Women & Immigration: Improving Policy & Lives

Date/Time: 
02/24/2011


        


Honoring the 100th Anniversary of International Women's Day

Immigrant women make enormous contributions to U.S. society and face a number of intense challenges that are under-recognized in discussions and debate on immigration reform. Honoring the 100th anniversary of International Women's Day, this forum will bring together leading activists, policy makers, and researchers from across the country to discuss strategies for addressing women immigrants' unique concerns, including a lack of access to child care, health care and education, and disproportionate exposure to harassment and violence.

Discussion Moderators:

  • Jane Henrici and Cynthia Hess, IWPR Study Directors
  • Tova Wang, Demos Senior Democracy Fellow


Keynote Speaker:

Mee Moua, Vice President of Strategic Impact Initiatives at the Asian and Pacific Islander American Health  Forum.
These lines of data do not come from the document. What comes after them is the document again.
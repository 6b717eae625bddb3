// Copyright (c) 2025 Kevin Thomas
// Licensed under the MIT License. See LICENSE file in the project root for full license information.

//! Build script for the traffic light firmware
//!
//! Places the RP2350 memory layout where `cortex-m-rt` looks for it:
//! - Copies `memory.x` into the build output directory
//! - Adds that directory to the linker search path
//! - Reruns when the memory layout changes
//!
//! # Memory Layout
//! The `memory.x` file defines the RP2350's memory regions:
//! - **FLASH**: 4MB starting at 0x10000000 (program code storage)
//! - **RAM**: 512KB starting at 0x20000000 (runtime data)
//! - **SRAM8**: 4KB starting at 0x20080000 (dedicated memory bank 8)
//! - **SRAM9**: 4KB starting at 0x20081000 (dedicated memory bank 9)
//!
//! The `-Tlink.x` and `-Tdefmt.x` arguments only apply to the
//! `thumbv8m.main-none-eabihf` target (see `.cargo/config.toml`), so host
//! builds of the library and its tests ignore the copied file.

use std::env;
use std::fs::File;
use std::io::Write;
use std::path::PathBuf;

/// Copies `memory.x` next to the other build artifacts.
///
/// # Panics
/// Panics if `OUT_DIR` is not set or `memory.x` cannot be written there.
fn main() {
    let out = &PathBuf::from(env::var_os("OUT_DIR").expect("cargo sets OUT_DIR for build scripts"));

    File::create(out.join("memory.x"))
        .expect("create memory.x in OUT_DIR")
        .write_all(include_bytes!("memory.x"))
        .expect("write memory.x to OUT_DIR");

    println!("cargo:rustc-link-search={}", out.display());

    println!("cargo:rerun-if-changed=memory.x");
    println!("cargo:rerun-if-changed=build.rs");
}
As a member of the Minnesota House of Representatives, Moua was the first Hmong American elected to a state legislature in the U.S.

Speakers:

  • Elizabeth Barajas-Román, Director of Policy, National Latina Institute for Reproductive Health and Steering Committee member of the National Coalition for Immigrant Women's Rights
  • Michelle Brané, Director of the Detention and Asylum Program, the Women's Refugee Commission
  • Julissa Ferreras, New York City Council Member, Queens District 21 and Chair of the Council's Women's Issues Committee
  • Rachel Micah-Jones, Executive Director, Centro de los Derechos del Migrante
  • Margie McHugh, Co-Director, National Center on, Immigrant Integration Policy, Migration Policy Institute
  • Remziya Suleyman, Policy Coordinator, Tennessee Immigrant and Refugee Rights Coalition
  • Representative, National Domestic Workers Alliance (invited)

Date: Tuesday, March 8, 9 a.m.-12:30 p.m.

Location: George Washington University's Marvin Center, Room 309
                  800 21st Street, NW, Washington, DC 20052

Co-sponsored by the Institute for Women's Policy Research, Dēmos, Heinirch Böll Stiftung, and the George Washington University Women's Studies Program.